The final moments of a loved one’s life are typically cherished among family members for eternity.
For the last 10 years, Haynes House of Hope, a non-profit organization on Route 149 in Granville has provided families of 109 patients the opportunity to step back and enjoy their time with those about to pass away, with its mission statement always labeled as the number one priority.
“To provide comfort care to end-of-life patients, and that includes not just the residents that live here, but their families because they need a lot of support,” said chair of the board at Haynes House of Hope, Joanna “Jodie” Prouty.
“We do mainly the kind of care that isn’t a big intervention, people don’t have all kinds of tubes and wires which is kind of comforting to families in some ways, but our purpose really is to keep the patient comfortable at the end of their life and to provide good nutrition and a healthy atmosphere.”
Former director and current board member Carol Finke emphasized the need for families to let the Haynes House do the work so they can appreciate that slowly disappearing family time.
“We are like an extension of the family, we’ll provide the hands-on care to give the families a break so that they can be family and not so much the caregiver,” Finke said.
The two bedrooms used for residents in the home in South Granville provides 24-hour mostly volunteer healthcare and a general feeling of “grandma’s house” to both the patients and the families.
Families who may be expecting the patient to pass overnight or understand the patient’s time is dwindling are allowed to stay overnight at the Haynes House as well.
Haynes House works hand-in-hand with High Peaks Hospice of Glens Falls in terms of managing medications, monitoring health conditions and determining whether or not the patient meets the guidelines to be admitted to Hospice healthcare.
“A resident’s time here could be from a few hours, which we’ve had, to six to eight months,” Finke said.
Prouty and Finke both said they provide training at the Haynes House for volunteers who may not have nursing or medical experience.
“We educate them (the workers) along the road and let them know that this is normal, and that they have done a great job,” Finke said. “We try to keep it as normal as possible and we reinforce with the family that they’ve done a good job but we want them to be family!”
COVID-19 has forced Prouty and the board to close the Haynes House to end-of-life patients and families due to health concerns – a decision that was unwanted and that Prouty cannot wait to lift and return to normal.
“Basically, what we have done is we have taken a break because we have a lot of volunteers that are up in age and are quite not willing to risk to come back yet,” Prouty said. “We know
there’s a need because we get calls, I had one today, and we’d really like to get back to normal. But again, COVID means we’re going to have to re-train staff… we will be asking people to take on a little bit more of a responsibility.”
Prouty said she would love to say Haynes House will be reopened on Jan. 1, but due to the rapid and constantly changing considerations of healthcare precautions and regulations, she and the board cannot guarantee anything.
“Three months ago we talked about possibly reopening in October, but as the situation changes daily, we have to reconsider.

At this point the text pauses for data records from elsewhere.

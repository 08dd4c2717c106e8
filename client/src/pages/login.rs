//! Login page: starts the GitHub OAuth redirect.
//!
//! A visitor who already holds a session is sent straight to the dashboard.
//! A failed redirect request is logged and leaves the button usable again;
//! nothing is shown to the user.

use leptos::prelude::*;
use leptos_router::NavigateOptions;
use leptos_router::hooks::use_navigate;
use session::{GuardDecision, Resolution};
use session::oauth::DASHBOARD_PATH;

use crate::state::auth::AuthContext;

#[component]
pub fn LoginPage() -> impl IntoView {
    let auth = AuthContext::current();
    let navigate = use_navigate();
    let busy = RwSignal::new(false);

    Effect::new(move || {
        if auth.decision() == GuardDecision::Admit {
            navigate(DASHBOARD_PATH, NavigateOptions { replace: true, ..NavigateOptions::default() });
        }
    });

    let on_login = move |_| {
        if busy.get_untracked() {
            return;
        }
        busy.set(true);

        #[cfg(feature = "csr")]
        leptos::task::spawn_local(async move {
            let mut flow = session::OAuthFlow::new();
            match flow.begin_login(&crate::net::api::api_client()).await {
                Some(target) => crate::util::navigation::redirect_browser(&target),
                None => busy.set(false),
            }
        });
    };

    view! {
        <div class="login-page">
            <a class="login-page__back" href="/">"← Back to home"</a>
            <div class="login-card">
                <h1>"Welcome to DeployHub"</h1>
                <p class="login-card__subtitle">"Sign in with GitHub to get started"</p>
                <Show
                    when=move || auth.resolution() == Resolution::Resolved
                    fallback=|| view! { <p class="login-card__loading">"Loading..."</p> }
                >
                    <button class="login-button" on:click=on_login disabled=move || busy.get()>
                        {move || if busy.get() { "Redirecting to GitHub..." } else { "Continue with GitHub" }}
                    </button>
                </Show>
                <p class="login-card__legal">
                    "By signing in, you agree to our terms of service and privacy policy."
                </p>
            </div>
        </div>
    }
}
//! Top bar for signed-in views: identity and sign-out.

use leptos::prelude::*;
use leptos_router::NavigateOptions;
use leptos_router::hooks::use_navigate;

use crate::state::auth::AuthContext;

#[component]
pub fn AppHeader() -> impl IntoView {
    let auth = AuthContext::current();
    let navigate = use_navigate();
    let signing_out = RwSignal::new(false);

    let display_name = move || {
        auth.state()
            .user()
            .map_or_else(|| "Signed out".to_owned(), |user| user.display_name().to_owned())
    };
    let avatar = move || auth.state().user().and_then(|user| user.avatar_url.clone());

    // Leave the guarded route before clearing, or the guard redirects to login first.
    let on_sign_out = move |_| {
        if signing_out.get_untracked() {
            return;
        }
        signing_out.set(true);
        let session = auth.session_untracked();
        let navigate = navigate.clone();
        #[cfg(feature = "csr")]
        leptos::task::spawn_local(async move {
            if let Err(err) = crate::net::api::api_client().logout(session.as_ref()).await {
                log::warn!("auth: backend sign-out failed, clearing locally: {err}");
            }
            navigate("/", NavigateOptions::default());
            auth.clear();
        });
        #[cfg(not(feature = "csr"))]
        {
            let _ = session;
            navigate("/", NavigateOptions::default());
            auth.clear();
        }
    };

    view! {
        <header class="app-header">
            <a class="app-header__brand" href="/dashboard">"DeployHub"</a>
            <span class="app-header__spacer"></span>
            {move || avatar().map(|src| view! { <img class="app-header__avatar" src=src alt=""/> })}
            <span class="app-header__user">{display_name}</span>
            <button class="btn app-header__logout" on:click=on_sign_out disabled=move || signing_out.get()>
                "Sign out"
            </button>
        </header>
    }
}
//! Public landing page.

use leptos::prelude::*;
use leptos_router::NavigateOptions;
use leptos_router::hooks::use_navigate;
use session::oauth::{DASHBOARD_PATH, LOGIN_PATH};

use crate::state::auth::AuthContext;

#[component]
pub fn HomePage() -> impl IntoView {
    let auth = AuthContext::current();
    let navigate = use_navigate();

    Effect::new(move || {
        if auth.state().is_authenticated() {
            navigate(DASHBOARD_PATH, NavigateOptions::default());
        }
    });

    view! {
        <div class="home-page">
            <section class="home-page__hero">
                <h1>"Deploy your project in minutes"</h1>
                <p>
                    "Upload your frontend and backend as zip archives. DeployHub pushes them to a "
                    "GitHub repository and ships them to your hosting provider."
                </p>
                <a class="btn btn--primary" href=LOGIN_PATH>"Get Started"</a>
            </section>
            <section class="home-page__features">
                <div class="feature">
                    <h3>"Auto Deploy"</h3>
                    <p>"Frontend and backend deployments from one upload."</p>
                </div>
                <div class="feature">
                    <h3>"GitHub Sync"</h3>
                    <p>"A repository is created for every project."</p>
                </div>
            </section>
        </div>
    }
}
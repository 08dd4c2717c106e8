//! File picker glue: turns an `<input type="file">` change into
//! [`SelectedFile`]s for an upload selection.

use session::{ClientError, SelectedFile};
use wasm_bindgen::JsCast as _;

/// Files chosen in the input behind `ev`.
pub fn picked_files(ev: &leptos::ev::Event) -> Vec<web_sys::File> {
    let Some(input) = ev
        .target()
        .and_then(|target| target.dyn_into::<web_sys::HtmlInputElement>().ok())
    else {
        return Vec::new();
    };
    let Some(list) = input.files() else {
        return Vec::new();
    };
    (0..list.length()).filter_map(|index| list.item(index)).collect()
}

/// Load every file into memory, in picker order.
///
/// # Errors
///
/// Returns [`ClientError::InvalidSelection`] when the browser refuses to read one.
pub async fn read_files(files: Vec<web_sys::File>) -> Result<Vec<SelectedFile>, ClientError> {
    let mut selected = Vec::with_capacity(files.len());
    for file in files {
        let buffer = wasm_bindgen_futures::JsFuture::from(file.array_buffer())
            .await
            .map_err(|err| ClientError::InvalidSelection(format!("could not read {}: {err:?}", file.name())))?;
        selected.push(SelectedFile { name: file.name(), bytes: js_sys::Uint8Array::new(&buffer).to_vec() });
    }
    Ok(selected)
}
//! # client
//!
//! Leptos + WASM frontend for the DeployHub dashboard.
//!
//! Session handling lives in the `session` crate; this crate supplies the
//! browser halves of it (`localStorage`, `fetch`, timers, navigation) and the
//! pages and components that sit on top.

pub mod app;
pub mod components;
pub mod net;
pub mod pages;
pub mod state;
pub mod util;

/// Browser entry point: install logging and mount the app.
#[cfg(feature = "csr")]
#[wasm_bindgen::prelude::wasm_bindgen(start)]
pub fn start() {
    console_error_panic_hook::set_once();
    if let Err(err) = console_log::init_with_level(log::Level::Debug) {
        web_sys::console::warn_1(&format!("logger already installed: {err}").into());
    }
    leptos::mount::mount_to_body(app::App);
}
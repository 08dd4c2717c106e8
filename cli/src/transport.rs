//! `reqwest` implementation of [`Transport`].

#[cfg(test)]
#[path = "transport_test.rs"]
mod transport_test;

use std::future::Future;
use std::time::Duration;

use reqwest::multipart::{Form, Part};
use session::{ApiRequest, ApiResponse, ClientError, FormPart, FormValue, Method, RequestBody, Transport};

#[derive(Clone, Debug)]
pub struct ReqwestTransport {
    client: reqwest::Client,
}

impl ReqwestTransport {
    /// # Errors
    ///
    /// Fails when the TLS backend cannot be initialised.
    pub fn new() -> Result<Self, reqwest::Error> {
        let client = reqwest::Client::builder()
            .user_agent(concat!("deployhub-cli/", env!("CARGO_PKG_VERSION")))
            .build()?;
        Ok(Self { client })
    }

    async fn exchange(&self, request: ApiRequest) -> Result<ApiResponse, ClientError> {
        let timeout = request.timeout;
        let mut builder = self.client.request(method(request.method), &request.url).timeout(timeout);
        for (name, value) in &request.headers {
            builder = builder.header(name.as_str(), value.as_str());
        }
        builder = match request.body {
            RequestBody::Empty => builder,
            RequestBody::Json(value) => builder.json(&value),
            RequestBody::Multipart(parts) => builder.multipart(multipart_form(parts)?),
        };

        tracing::debug!(url = %request.url, method = request.method.as_str(), "sending request");
        let response = builder.send().await.map_err(|err| network_failure(&err, timeout))?;
        let status = response.status().as_u16();
        let body = response.text().await.map_err(|err| network_failure(&err, timeout))?;
        tracing::debug!(status, bytes = body.len(), "response received");
        Ok(ApiResponse { status, body })
    }
}

impl Transport for ReqwestTransport {
    fn send(&self, request: ApiRequest) -> impl Future<Output = Result<ApiResponse, ClientError>> {
        self.exchange(request)
    }
}

fn method(method: Method) -> reqwest::Method {
    match method {
        Method::Get => reqwest::Method::GET,
        Method::Post => reqwest::Method::POST,
    }
}

fn multipart_form(parts: Vec<FormPart>) -> Result<Form, ClientError> {
    parts.into_iter().try_fold(Form::new(), |form, part| match part.value {
        FormValue::Text(text) => Ok(form.text(part.name, text)),
        FormValue::File { file_name, content_type, bytes } => {
            let file = Part::bytes(bytes)
                .file_name(file_name)
                .mime_str(&content_type)
                .map_err(|err| ClientError::InvalidSelection(format!("bad content type `{content_type}`: {err}")))?;
            Ok(form.part(part.name, file))
        }
    })
}

fn network_failure(err: &reqwest::Error, timeout: Duration) -> ClientError {
    if err.is_timeout() {
        ClientError::NetworkFailure(timeout_message(timeout))
    } else {
        ClientError::NetworkFailure(err.to_string())
    }
}

fn timeout_message(timeout: Duration) -> String {
    format!("no response within {}s", timeout.as_secs())
}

And unfortunately, it does mean postponing an opening right now because (of) safety not only for ourselves, but safety for the resident and their families,” Finke said.
Finke mentioned the next closest hospice house is Comfort Care Hospice House in Saratoga County. Prouty explained she would love to expand Haynes House when able to reopen.

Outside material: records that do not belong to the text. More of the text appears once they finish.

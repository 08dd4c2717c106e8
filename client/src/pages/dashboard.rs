//! Dashboard page listing the signed-in user's projects.
//!
//! SYSTEM CONTEXT
//! ==============
//! This is the authenticated landing route. It fetches the project list once
//! per visit; a rejected credential drops the session and the surrounding
//! guard takes the user back to login.

#[cfg(test)]
#[path = "dashboard_test.rs"]
mod dashboard_test;

use leptos::prelude::*;
use session::types::{DeploymentStatus, ProjectSummary};

use crate::components::app_header::AppHeader;
use crate::components::project_card::ProjectCard;
use crate::net::api::api_client;
use crate::state::auth::AuthContext;

/// Counts shown above the project grid.
#[derive(Clone, Copy, Debug, Default, PartialEq, Eq)]
pub struct DashboardStats {
    pub total: usize,
    pub deployed: usize,
    pub with_repository: usize,
}

impl DashboardStats {
    #[must_use]
    pub fn from_projects(projects: &[ProjectSummary]) -> Self {
        Self {
            total: projects.len(),
            deployed: projects
                .iter()
                .filter(|p| p.deployment_status == DeploymentStatus::Deployed)
                .count(),
            with_repository: projects.iter().filter(|p| p.github_repo_url.is_some()).count(),
        }
    }
}

#[component]
pub fn DashboardPage() -> impl IntoView {
    let auth = AuthContext::current();
    let projects = LocalResource::new(move || {
        let session = auth.session_untracked();
        async move { api_client().list_projects(session.as_ref()).await }
    });

    Effect::new(move || {
        if let Some(Err(err)) = projects.get() {
            auth.absorb(&err);
        }
    });

    let listing = move || match projects.get() {
        None => view! { <p class="dashboard-page__loading">"Loading projects..."</p> }.into_any(),
        Some(Err(err)) => view! { <p class="dashboard-page__error">{err.user_message()}</p> }.into_any(),
        Some(Ok(list)) if list.is_empty() => view! {
            <div class="dashboard-page__empty">
                <h3>"No projects yet"</h3>
                <p>"Create your first project to start deploying."</p>
                <a class="btn btn--primary" href="/projects/new">"Create Project"</a>
            </div>
        }
        .into_any(),
        Some(Ok(list)) => {
            let stats = DashboardStats::from_projects(&list);
            view! {
                <p class="dashboard-page__stats">
                    {format!(
                        "{} projects · {} deployed · {} on GitHub",
                        stats.total,
                        stats.deployed,
                        stats.with_repository,
                    )}
                </p>
                <div class="dashboard-page__cards">
                    {list.into_iter().map(|project| view! { <ProjectCard project/> }).collect_view()}
                </div>
            }
            .into_any()
        }
    };

    view! {
        <div class="dashboard-page">
            <AppHeader/>
            <div class="dashboard-page__title">
                <h1>"Your Projects"</h1>
                <a class="btn btn--primary" href="/projects/new">"+ New Project"</a>
            </div>
            {listing}
        </div>
    }
}
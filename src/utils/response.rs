//! Response envelopes. Every endpoint answers with the same shape:
//! `{success, data, message}` on the happy path and
//! `{success, error: {code, message, details}}` otherwise, so clients can
//! branch on `success` without inspecting status codes.

use axum::http::StatusCode;
use axum::response::{IntoResponse, Response};
use axum::Json;
use serde::Serialize;
use serde_json::Value;

#[derive(Serialize)]
pub struct ApiResponse<T>
where
    T: Serialize,
{
    pub success: bool,
    pub data: Option<T>,
    pub message: Option<String>,
}

#[derive(Serialize)]
pub struct ApiErrorBody {
    /// Stable machine-readable code, e.g. `NOT_FOUND`.
    pub code: String,
    pub message: String,
    /// Optional structured context; never raw store error text.
    pub details: Option<Value>,
}

#[derive(Serialize)]
pub struct ApiErrorResponse {
    pub success: bool,
    pub error: ApiErrorBody,
}

/// 200 with a data payload.
pub fn success<T>(data: T, message: impl Into<String>) -> impl IntoResponse
where
    T: Serialize,
{
    let body = ApiResponse {
        success: true,
        data: Some(data),
        message: Some(message.into()),
    };
    (StatusCode::OK, Json(body))
}

/// 200 with a message only, for operations whose confirmation is the
/// interesting part (updates, rejections, deletes).
pub fn empty_success(message: impl Into<String>) -> impl IntoResponse {
    let body: ApiResponse<()> = ApiResponse {
        success: true,
        data: None,
        message: Some(message.into()),
    };
    (StatusCode::OK, Json(body))
}

/// Error envelope with the caller's status code.
pub fn error(
    code: &str,
    message: impl Into<String>,
    details: Option<Value>,
    status: StatusCode,
) -> Response {
    let body = ApiErrorResponse {
        success: false,
        error: ApiErrorBody {
            code: code.to_string(),
            message: message.into(),
            details,
        },
    };

    (status, Json(body)).into_response()
}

“We’re trying to reach outside the area because one community can only support so much,” Prouty said.
The end-of-life experience is something the people at the Haynes House want the resident to feel a sense of ownership in the process, whether it is creating a knitting club or watching their favorite weekly tv show with the staff.
“I always like to tell the resident they’re in control,” Finke said.
Finke nailed the point on the head when she concluded with the purpose of everyone involved at the Haynes House.
“To give them (patients) a quality of life at the end of life.”